Stored items:
========
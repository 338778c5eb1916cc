//! Deterministic hashing and bucketing.
//!
//! The hash functions here are a frozen protocol: every SDK must produce the exact same
//! numbers for the same `(seed, value, version)`. Changing the output of an existing
//! version is a breaking change for every running experiment, add a new version instead.

use crate::model::experiment::{BucketRange, Namespace};
use log::warn;
use url::Url;

const FNV_OFFSET_BASIS: u32 = 0x811c9dc5;
const FNV_PRIME: u32 = 0x01000193;
const WEIGHT_SUM_TOLERANCE: f64 = 0.01;

/// 32-bit FNV-1a over UTF-16 code units.
fn fnv1a32(value: &str) -> u32 {
    value.encode_utf16().fold(FNV_OFFSET_BASIS, |hash, unit| {
        (hash ^ u32::from(unit)).wrapping_mul(FNV_PRIME)
    })
}

/// Hashes `value` with `seed` into a number between 0 and 1.
///
/// Returns [`None`] for unknown hash versions.
///
/// # Examples
///
/// ```rust
/// use featgate::hash;
///
/// assert_eq!(hash("v2seed", "user123", 2), Some(0.0442));
/// assert_eq!(hash("", "a", 1), Some(0.22));
/// assert_eq!(hash("seed", "a", 99), None);
/// ```
pub fn hash(seed: &str, value: &str, version: u32) -> Option<f64> {
    match version {
        1 => {
            let n = fnv1a32(format!("{value}{seed}").as_str());
            Some(f64::from(n % 1000) / 1000.0)
        }
        2 => {
            let inner = fnv1a32(format!("{seed}{value}").as_str());
            let n = fnv1a32(inner.to_string().as_str());
            Some(f64::from(n % 10000) / 10000.0)
        }
        _ => None,
    }
}

/// Returns whether `n` is inside the half-open `range`.
pub fn in_range(n: f64, range: &BucketRange) -> bool {
    n >= range.0 && n < range.1
}

/// Returns the index of the first range containing `n`, or [`None`] if the user is not bucketed.
pub fn choose_variation(n: f64, ranges: &[BucketRange]) -> Option<usize> {
    ranges.iter().position(|range| in_range(n, range))
}

/// Returns whether the hashed `hash_value` falls inside the namespace's range.
pub fn in_namespace(hash_value: &str, namespace: &Namespace) -> bool {
    match hash(format!("__{}", namespace.id).as_str(), hash_value, 1) {
        Some(n) => n >= namespace.start && n < namespace.end,
        None => false,
    }
}

/// Splits the unit interval into `num_variations` equal weights.
pub fn get_equal_weights(num_variations: usize) -> Vec<f64> {
    if num_variations == 0 {
        return vec![];
    }
    vec![1.0 / num_variations as f64; num_variations]
}

/// Builds contiguous half-open bucket ranges from `weights`, scaled down by `coverage`.
///
/// Weights may sum to less than 1, leaving the rest of the interval unassigned. Falls back to
/// equal weights when `weights` is missing, has the wrong length, has negative items, or sums
/// to more than 1.
pub fn get_bucket_ranges(
    num_variations: usize,
    coverage: f64,
    weights: Option<&[f64]>,
) -> Vec<BucketRange> {
    let coverage = if coverage.is_nan() {
        1.0
    } else {
        coverage.clamp(0.0, 1.0)
    };
    let weights = match weights {
        Some(w) if w.len() == num_variations => {
            let total: f64 = w.iter().sum();
            if total > 1.0 + WEIGHT_SUM_TOLERANCE || w.iter().any(|x| *x < 0.0 || x.is_nan()) {
                warn!(event_id = 5001; "Experiment weights must be non-negative and add up to at most 1, got {total}. Falling back to equal weights.");
                get_equal_weights(num_variations)
            } else {
                w.to_vec()
            }
        }
        Some(w) => {
            warn!(event_id = 5002; "Experiment has {} weights but {num_variations} variations. Falling back to equal weights.", w.len());
            get_equal_weights(num_variations)
        }
        None => get_equal_weights(num_variations),
    };

    let mut cumulative = 0.0;
    weights
        .iter()
        .map(|w| {
            let start = cumulative;
            cumulative += w;
            BucketRange(start, start + coverage * w)
        })
        .collect()
}

/// Reads a forced variation index for experiment `id` from the query string of `url`.
pub fn query_string_override(id: &str, url: &str, num_variations: usize) -> Option<usize> {
    let parsed = Url::parse(url).ok()?;
    let (_, raw) = parsed.query_pairs().find(|(k, _)| k == id)?;
    let index = raw.trim().parse::<usize>().ok()?;
    if index < num_variations {
        Some(index)
    } else {
        None
    }
}

#[cfg(test)]
mod hashing_tests {
    use crate::eval::hashing::*;
    use crate::model::experiment::{BucketRange, Namespace};

    #[test]
    fn hash_reference_vectors() {
        let cases = [
            ("", "a", 1, 0.22),
            ("", "b", 1, 0.077),
            ("b", "a", 1, 0.946),
            ("ef", "d", 1, 0.652),
            ("asdf", "8952klfjas09ujkasdf", 1, 0.335),
            ("", "123", 1, 0.011),
            ("", "___)((*\":&", 1, 0.563),
            ("seed", "a", 2, 0.0505),
            ("seed", "b", 2, 0.2696),
            ("foo", "ab", 2, 0.2575),
            ("foo", "def", 2, 0.2019),
            ("89123klj", "8952klfjas09ujkasdf", 2, 0.124),
            ("90850943850943285", "123", 2, 0.9627),
            ("___)((*\":&", "", 2, 0.5034),
            ("v2seed", "user123", 2, 0.0442),
        ];
        for (seed, value, version, expected) in cases {
            assert_eq!(
                hash(seed, value, version),
                Some(expected),
                "hash({seed:?}, {value:?}, {version})"
            );
        }
    }

    #[test]
    fn hash_is_stable() {
        let first = hash("exp1", "user-42", 2);
        for _ in 0..100 {
            assert_eq!(hash("exp1", "user-42", 2), first);
        }
    }

    #[test]
    fn hash_unknown_version() {
        assert_eq!(hash("seed", "a", 0), None);
        assert_eq!(hash("seed", "a", 3), None);
    }

    #[test]
    fn choose() {
        let ranges = vec![BucketRange(0.0, 0.5), BucketRange(0.5, 1.0)];
        assert_eq!(choose_variation(0.0, &ranges), Some(0));
        assert_eq!(choose_variation(0.4999, &ranges), Some(0));
        assert_eq!(choose_variation(0.5, &ranges), Some(1));
        assert_eq!(choose_variation(0.999, &ranges), Some(1));

        let partial = vec![BucketRange(0.0, 0.25), BucketRange(0.5, 0.75)];
        assert_eq!(choose_variation(0.3, &partial), None);
        assert_eq!(choose_variation(0.8, &partial), None);
        assert_eq!(choose_variation(0.6, &partial), Some(1));
        assert_eq!(choose_variation(0.1, &[]), None);
    }

    #[test]
    fn bucket_ranges() {
        assert_eq!(
            get_bucket_ranges(2, 1.0, None),
            vec![BucketRange(0.0, 0.5), BucketRange(0.5, 1.0)]
        );
        assert_eq!(
            get_bucket_ranges(2, 0.5, Some(&[0.25, 0.75])),
            vec![BucketRange(0.0, 0.125), BucketRange(0.25, 0.625)]
        );
        assert_eq!(
            get_bucket_ranges(2, 0.0, None),
            vec![BucketRange(0.0, 0.0), BucketRange(0.5, 0.5)]
        );
    }

    #[test]
    fn bucket_ranges_clamp_coverage() {
        assert_eq!(get_bucket_ranges(2, 1.5, None), get_bucket_ranges(2, 1.0, None));
        assert_eq!(get_bucket_ranges(2, -0.2, None), get_bucket_ranges(2, 0.0, None));
    }

    #[test]
    fn bucket_ranges_invalid_weights() {
        assert_eq!(
            get_bucket_ranges(2, 1.0, Some(&[0.75, 0.75])),
            vec![BucketRange(0.0, 0.5), BucketRange(0.5, 1.0)]
        );
        assert_eq!(
            get_bucket_ranges(2, 1.0, Some(&[1.0])),
            vec![BucketRange(0.0, 0.5), BucketRange(0.5, 1.0)]
        );
        assert_eq!(
            get_bucket_ranges(2, 1.0, Some(&[1.5, -0.5])),
            vec![BucketRange(0.0, 0.5), BucketRange(0.5, 1.0)]
        );
    }

    #[test]
    fn bucket_ranges_partial_weights() {
        assert_eq!(
            get_bucket_ranges(2, 1.0, Some(&[0.25, 0.5])),
            vec![BucketRange(0.0, 0.25), BucketRange(0.25, 0.75)]
        );
    }

    #[test]
    fn range_coverage_simulation() {
        let cases: [(&[f64], f64); 3] = [
            (&[0.5, 0.5], 1.0),
            (&[0.1, 0.2, 0.3], 1.0),
            (&[0.25, 0.25, 0.5], 0.4),
        ];
        let samples = 100_000;
        for (weights, coverage) in cases {
            let expected: f64 = weights.iter().sum::<f64>() * coverage;
            let ranges = get_bucket_ranges(weights.len(), coverage, Some(weights));
            let included = (0..samples)
                .filter(|_| choose_variation(rand::random::<f64>(), &ranges).is_some())
                .count();
            let ratio = included as f64 / samples as f64;
            assert!(
                (ratio - expected).abs() < 0.01,
                "mass {ratio} vs expected {expected} for {weights:?}"
            );
        }
    }

    #[test]
    fn namespace() {
        // hash("__ns1", "user-42", 1) == 0.801
        let ns = Namespace {
            id: "ns1".to_owned(),
            start: 0.8,
            end: 0.9,
        };
        assert!(in_namespace("user-42", &ns));
        let ns = Namespace {
            id: "ns1".to_owned(),
            start: 0.0,
            end: 0.8,
        };
        assert!(!in_namespace("user-42", &ns));
    }

    #[test]
    fn query_string() {
        let url = "https://example.com/page?exp1=1&other=abc";
        assert_eq!(query_string_override("exp1", url, 2), Some(1));
        assert_eq!(query_string_override("exp1", url, 1), None);
        assert_eq!(query_string_override("other", url, 2), None);
        assert_eq!(query_string_override("missing", url, 2), None);
        assert_eq!(query_string_override("exp1", "not a url", 2), None);
    }
}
========
Instructions for the task: The answer should hold only the lines from the start of the records above through the line containing "is not bucketed.", each set down exactly.

Answer below:
repository 338778c5eb1916cc
//! Deterministic hashing and bucketing.
//!
//! The hash functions here are a frozen protocol: every SDK must produce the exact same
//! numbers for the same `(seed, value, version)`. Changing the output of an existing
//! version is a breaking change for every running experiment, add a new version instead.

use crate::model::experiment::{BucketRange, Namespace};
use log::warn;
use url::Url;

const FNV_OFFSET_BASIS: u32 = 0x811c9dc5;
const FNV_PRIME: u32 = 0x01000193;
const WEIGHT_SUM_TOLERANCE: f64 = 0.01;

/// 32-bit FNV-1a over UTF-16 code units.
fn fnv1a32(value: &str) -> u32 {
    value.encode_utf16().fold(FNV_OFFSET_BASIS, |hash, unit| {
        (hash ^ u32::from(unit)).wrapping_mul(FNV_PRIME)
    })
}

/// Hashes `value` with `seed` into a number between 0 and 1.
///
/// Returns [`None`] for unknown hash versions.
///
/// # Examples
///
/// ```rust
/// use featgate::hash;
///
/// assert_eq!(hash("v2seed", "user123", 2), Some(0.0442));
/// assert_eq!(hash("", "a", 1), Some(0.22));
/// assert_eq!(hash("seed", "a", 99), None);
/// ```
pub fn hash(seed: &str, value: &str, version: u32) -> Option<f64> {
    match version {
        1 => {
            let n = fnv1a32(format!("{value}{seed}").as_str());
            Some(f64::from(n % 1000) / 1000.0)
        }
        2 => {
            let inner = fnv1a32(format!("{seed}{value}").as_str());
            let n = fnv1a32(inner.to_string().as_str());
            Some(f64::from(n % 10000) / 10000.0)
        }
        _ => None,
    }
}

/// Returns whether `n` is inside the half-open `range`.
pub fn in_range(n: f64, range: &BucketRange) -> bool {
    n >= range.0 && n < range.1
}

/// Returns the index of the first range containing `n`, or [`None`] if the user is not bucketed.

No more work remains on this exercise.